Mit den Schmuckschatullen sowie den Geburtstagsgeschenken für sie und Elion in den Armen, kehrte sie schließlich diesem Haus endgültig den Rücken zu. Einen Blick zurück warf sie nicht. Jetzt, wo sie alles erledigt hatte, was ihr wichtig war, hatte sie nur noch einen Gedanken: weg.

Ihr Wunsch wurde sogar noch früher als gedacht erfüllt. Ihr neuer Vormund kam eine gute halbe Stunde zu früh. Da Neila in ihrer Aufbruchsstimmung dafür gesorgt hatte, dass Elion bereits wach, gewaschen und angezogen war sowie eine Kleinigkeit gegessen hatte und ihre Koffer bereitstanden, konnten sie auch sofort aufbrechen. Neila war in ihrem Kopf so damit beschäftigt, endlich mit Elion hier abzuhauen, dass sie den anderen Details ihrer Umgebung keine größere Beachtung schenkte. Nachdem sie sich bei ihrer Nachbarin noch einmal ausgiebig für deren Hilfe bedankt und sich von ihr verabschiedet hatte, konnte sie eines jedoch nicht übersehen.

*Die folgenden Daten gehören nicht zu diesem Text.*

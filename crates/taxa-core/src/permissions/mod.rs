//! Declarative permission predicates for tagging operations.
//!
//! An immutable table maps permission names to boolean predicates over
//! `(user, optional resource)`. The table is built once at process start
//! and passed by reference to the boundary layer; there is no ambient
//! global registry. A denied predicate returns `Ok(false)` — the caller
//! turns that into an authorization failure. Errors are reserved for
//! programming misuse (unknown permission names, wrong resource kinds).

use std::sync::Arc;

use rustc_hash::FxHashMap;

use crate::errors::error_code::{self, ErrorCode};
use crate::types::Taxonomy;

/// The acting user, as seen by the permission predicates.
#[derive(Debug, Clone, Default)]
pub struct UserContext {
    pub username: String,
    /// Platform staff are taxonomy admins.
    pub is_staff: bool,
    /// Superusers can already do anything.
    pub is_superuser: bool,
}

impl UserContext {
    pub fn staff(username: impl Into<String>) -> Self {
        Self {
            username: username.into(),
            is_staff: true,
            is_superuser: false,
        }
    }

    pub fn regular(username: impl Into<String>) -> Self {
        Self {
            username: username.into(),
            is_staff: false,
            is_superuser: false,
        }
    }
}

/// The resource a permission check applies to.
#[derive(Debug, Clone, Copy)]
pub enum PermissionResource<'a> {
    Taxonomy(&'a Taxonomy),
    /// A tag, carrying its owning taxonomy when one exists.
    Tag { taxonomy: Option<&'a Taxonomy> },
    /// A `(taxonomy, object_id)` pair for object-tag mutation checks.
    ObjectTag {
        taxonomy: &'a Taxonomy,
        object_id: &'a str,
    },
}

impl PermissionResource<'_> {
    fn kind(&self) -> &'static str {
        match self {
            Self::Taxonomy(_) => "taxonomy",
            Self::Tag { .. } => "tag",
            Self::ObjectTag { .. } => "object_tag",
        }
    }
}

/// Programming-misuse errors from the evaluator. Normal denials are
/// `Ok(false)`, never errors.
#[derive(Debug, thiserror::Error)]
pub enum PermissionError {
    #[error("unknown permission `{permission}`")]
    UnknownPermission { permission: String },

    #[error("permission `{permission}` expects a {expected} resource, got {got}")]
    ResourceMismatch {
        permission: &'static str,
        expected: &'static str,
        got: &'static str,
    },
}

impl ErrorCode for PermissionError {
    fn error_code(&self) -> &'static str {
        error_code::PERMISSION_MISUSE
    }
}

/// Ownership check for the external object being tagged.
///
/// The tagged object belongs to a different subsystem, so this core cannot
/// decide who may modify it. The default implementation denies everything,
/// forcing integrators to register a real check rather than accidentally
/// allowing object mutation with no ownership check at all.
pub trait ObjectPermissionCheck: Send + Sync {
    fn can_change_object(&self, user: &UserContext, object_id: &str) -> bool;
}

/// The deny-all default object check.
pub struct DenyAllObjectCheck;

impl ObjectPermissionCheck for DenyAllObjectCheck {
    fn can_change_object(&self, _user: &UserContext, _object_id: &str) -> bool {
        false
    }
}

type Predicate = Box<
    dyn for<'a> Fn(
            &PermissionTable,
            &UserContext,
            Option<&PermissionResource<'a>>,
        ) -> Result<bool, PermissionError>
        + Send
        + Sync,
>;

/// Immutable permission-name → predicate table.
pub struct PermissionTable {
    rules: FxHashMap<&'static str, Predicate>,
    object_check: Arc<dyn ObjectPermissionCheck>,
}

/// Global staff and superusers are taxonomy admins.
pub fn is_taxonomy_admin(user: &UserContext) -> bool {
    user.is_staff || user.is_superuser
}

/// Anyone can view an enabled taxonomy or list all taxonomies, but only
/// taxonomy admins can view a disabled taxonomy.
fn can_view_taxonomy(user: &UserContext, taxonomy: Option<&Taxonomy>) -> bool {
    match taxonomy {
        None => true,
        Some(t) => t.enabled || is_taxonomy_admin(user),
    }
}

/// Even taxonomy admins cannot change system taxonomies.
fn can_change_taxonomy(user: &UserContext, taxonomy: Option<&Taxonomy>) -> bool {
    is_taxonomy_admin(user) && taxonomy.map_or(true, |t| !t.system_defined)
}

/// Even taxonomy admins cannot add tags to system taxonomies or free-text
/// taxonomies (the latter have no predefined tag tree).
fn can_change_tag(user: &UserContext, taxonomy: Option<&Taxonomy>) -> bool {
    is_taxonomy_admin(user)
        && taxonomy.map_or(true, |t| !t.allow_free_text && !t.system_defined)
}

fn expect_taxonomy<'a>(
    permission: &'static str,
    resource: Option<&PermissionResource<'a>>,
) -> Result<Option<&'a Taxonomy>, PermissionError> {
    match resource {
        None => Ok(None),
        Some(PermissionResource::Taxonomy(t)) => Ok(Some(*t)),
        Some(other) => Err(PermissionError::ResourceMismatch {
            permission,
            expected: "taxonomy",
            got: other.kind(),
        }),
    }
}

fn expect_tag<'a>(
    permission: &'static str,
    resource: Option<&PermissionResource<'a>>,
) -> Result<Option<Option<&'a Taxonomy>>, PermissionError> {
    match resource {
        None => Ok(None),
        Some(PermissionResource::Tag { taxonomy }) => Ok(Some(*taxonomy)),
        Some(other) => Err(PermissionError::ResourceMismatch {
            permission,
            expected: "tag",
            got: other.kind(),
        }),
    }
}

impl PermissionTable {
    /// Build the table with the deny-all object check.
    pub fn new() -> Self {
        Self::with_object_check(Arc::new(DenyAllObjectCheck))
    }

    /// Build the table with a host-registered object ownership check.
    pub fn with_object_check(object_check: Arc<dyn ObjectPermissionCheck>) -> Self {
        let mut rules: FxHashMap<&'static str, Predicate> = FxHashMap::default();

        for perm in ["taxonomy.add", "taxonomy.change", "taxonomy.delete"] {
            rules.insert(
                perm,
                Box::new(move |_table, user, resource| {
                    Ok(can_change_taxonomy(user, expect_taxonomy(perm, resource)?))
                }),
            );
        }
        rules.insert(
            "taxonomy.view",
            Box::new(|_table, user, resource| {
                Ok(can_view_taxonomy(
                    user,
                    expect_taxonomy("taxonomy.view", resource)?,
                ))
            }),
        );

        for perm in ["tag.add", "tag.change"] {
            rules.insert(
                perm,
                Box::new(move |_table, user, resource| {
                    Ok(expect_tag(perm, resource)?
                        .map_or(can_change_tag(user, None), |taxonomy| {
                            can_change_tag(user, taxonomy)
                        }))
                }),
            );
        }
        // Deleting a tag only needs admin; the free-text/system carve-outs
        // apply to add/change, not delete.
        rules.insert(
            "tag.delete",
            Box::new(|_table, user, _resource| Ok(is_taxonomy_admin(user))),
        );
        rules.insert("tag.view", Box::new(|_table, _user, _resource| Ok(true)));
        rules.insert(
            "tag.list",
            Box::new(|_table, user, resource| {
                Ok(can_view_taxonomy(user, expect_taxonomy("tag.list", resource)?))
            }),
        );

        for perm in ["object_tag.add", "object_tag.change", "object_tag.delete"] {
            rules.insert(
                perm,
                Box::new(move |table, user, resource| match resource {
                    // Method-level allow-through for framework wiring.
                    None => Ok(true),
                    Some(PermissionResource::ObjectTag {
                        taxonomy,
                        object_id,
                    }) => Ok(can_view_taxonomy(user, Some(*taxonomy))
                        && table.object_check.can_change_object(user, object_id)),
                    Some(other) => Err(PermissionError::ResourceMismatch {
                        permission: perm,
                        expected: "object_tag",
                        got: other.kind(),
                    }),
                }),
            );
        }
        rules.insert(
            "object_tag.view",
            Box::new(|_table, _user, _resource| Ok(true)),
        );

        Self {
            rules,
            object_check,
        }
    }

    /// Evaluate a permission for a user against an optional resource.
    pub fn has_perm(
        &self,
        permission: &str,
        user: &UserContext,
        resource: Option<&PermissionResource<'_>>,
    ) -> Result<bool, PermissionError> {
        let rule = self
            .rules
            .get(permission)
            .ok_or_else(|| PermissionError::UnknownPermission {
                permission: permission.to_string(),
            })?;
        rule(self, user, resource)
    }

    /// All registered permission names, for boundary-layer wiring.
    pub fn permission_names(&self) -> Vec<&'static str> {
        let mut names: Vec<_> = self.rules.keys().copied().collect();
        names.sort_unstable();
        names
    }
}

impl Default for PermissionTable {
    fn default() -> Self {
        Self::new()
    }
}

Da war noch ein Mann. Ein Mann, der sich darangemacht hatte ihren und Elions Koffer im Kofferraum zu verstauen. Wäre er nicht gewesen, wäre ihr wahrscheinlich nicht aufgefallen, dass das außerdem nicht irgendein Auto war. Es war ein schwarzer Mercedes, eine kleine Limousine, wie man sie aus Filmen kannte.

Neilas Füße trugen sie, während sie den anderen Mann am Kofferraum beäugte, automatisch über den gepflasterten Weg zum Auto. An ihren Arm geklammert ging ihr kleiner Bruder. Hinter ihr konnte sie die bestimmten Schritte ihres Vormunds hören, der sie auf den letzten Metern überholte und ihr die Autotür aufhielt. Der Kindersitz passte nicht ganz zu diesem Auto. Er machte dieses Bild irgendwie kaputt. Neila half Elion hinein und ging dann um das Auto herum, wo ihr dieser kleinere Mann mit einem freundlichen Lächeln die Tür aufhielt, ehe er sich vor sie ans Steuer setzte.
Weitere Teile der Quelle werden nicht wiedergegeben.